Exercise description:
Go through the records and copy each line where the word "struct" occurs.

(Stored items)
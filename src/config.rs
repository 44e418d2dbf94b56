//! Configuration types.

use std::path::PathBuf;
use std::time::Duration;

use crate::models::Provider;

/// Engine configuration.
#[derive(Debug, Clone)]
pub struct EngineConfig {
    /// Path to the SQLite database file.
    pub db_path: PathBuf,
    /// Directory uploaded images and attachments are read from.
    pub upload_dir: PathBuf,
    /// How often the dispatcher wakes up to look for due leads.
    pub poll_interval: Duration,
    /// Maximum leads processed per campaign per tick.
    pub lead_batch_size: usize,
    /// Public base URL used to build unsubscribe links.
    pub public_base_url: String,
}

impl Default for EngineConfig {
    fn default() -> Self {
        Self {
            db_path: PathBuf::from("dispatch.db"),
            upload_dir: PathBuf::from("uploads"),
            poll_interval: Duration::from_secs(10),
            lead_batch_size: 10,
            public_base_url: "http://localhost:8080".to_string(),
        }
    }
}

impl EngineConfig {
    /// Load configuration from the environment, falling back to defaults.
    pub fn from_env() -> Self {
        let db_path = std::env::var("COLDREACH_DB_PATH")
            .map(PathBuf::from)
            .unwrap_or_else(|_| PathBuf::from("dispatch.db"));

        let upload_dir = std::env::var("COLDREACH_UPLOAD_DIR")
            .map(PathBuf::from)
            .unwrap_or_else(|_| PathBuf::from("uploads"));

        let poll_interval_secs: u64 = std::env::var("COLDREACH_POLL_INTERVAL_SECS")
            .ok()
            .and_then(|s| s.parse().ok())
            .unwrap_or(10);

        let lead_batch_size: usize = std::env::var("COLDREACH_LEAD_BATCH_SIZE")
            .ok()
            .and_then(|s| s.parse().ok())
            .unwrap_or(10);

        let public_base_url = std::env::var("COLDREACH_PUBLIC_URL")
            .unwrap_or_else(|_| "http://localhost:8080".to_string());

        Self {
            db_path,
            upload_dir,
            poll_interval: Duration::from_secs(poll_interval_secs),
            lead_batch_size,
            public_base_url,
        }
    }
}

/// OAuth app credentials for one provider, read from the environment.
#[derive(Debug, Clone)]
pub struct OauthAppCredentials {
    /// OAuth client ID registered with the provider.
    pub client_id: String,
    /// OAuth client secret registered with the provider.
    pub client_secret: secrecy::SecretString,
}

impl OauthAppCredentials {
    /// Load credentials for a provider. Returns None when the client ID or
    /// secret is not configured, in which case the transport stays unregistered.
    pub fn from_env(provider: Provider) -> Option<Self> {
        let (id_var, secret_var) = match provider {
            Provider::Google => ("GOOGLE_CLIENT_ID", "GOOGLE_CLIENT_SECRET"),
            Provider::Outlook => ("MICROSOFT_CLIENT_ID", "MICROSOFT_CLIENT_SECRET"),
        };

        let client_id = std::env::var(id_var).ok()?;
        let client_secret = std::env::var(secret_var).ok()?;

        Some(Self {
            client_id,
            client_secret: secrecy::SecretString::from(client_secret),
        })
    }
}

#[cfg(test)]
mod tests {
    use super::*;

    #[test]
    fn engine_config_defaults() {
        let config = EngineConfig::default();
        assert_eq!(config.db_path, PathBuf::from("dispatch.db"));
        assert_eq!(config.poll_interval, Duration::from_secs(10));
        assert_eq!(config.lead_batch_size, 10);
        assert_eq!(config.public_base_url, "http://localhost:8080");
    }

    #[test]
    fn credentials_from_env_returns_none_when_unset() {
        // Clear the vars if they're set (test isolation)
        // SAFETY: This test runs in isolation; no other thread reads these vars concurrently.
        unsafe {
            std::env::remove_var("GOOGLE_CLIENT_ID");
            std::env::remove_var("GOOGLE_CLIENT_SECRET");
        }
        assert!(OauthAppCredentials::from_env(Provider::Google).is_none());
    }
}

Result below:
pub struct EngineConfig {
pub struct OauthAppCredentials {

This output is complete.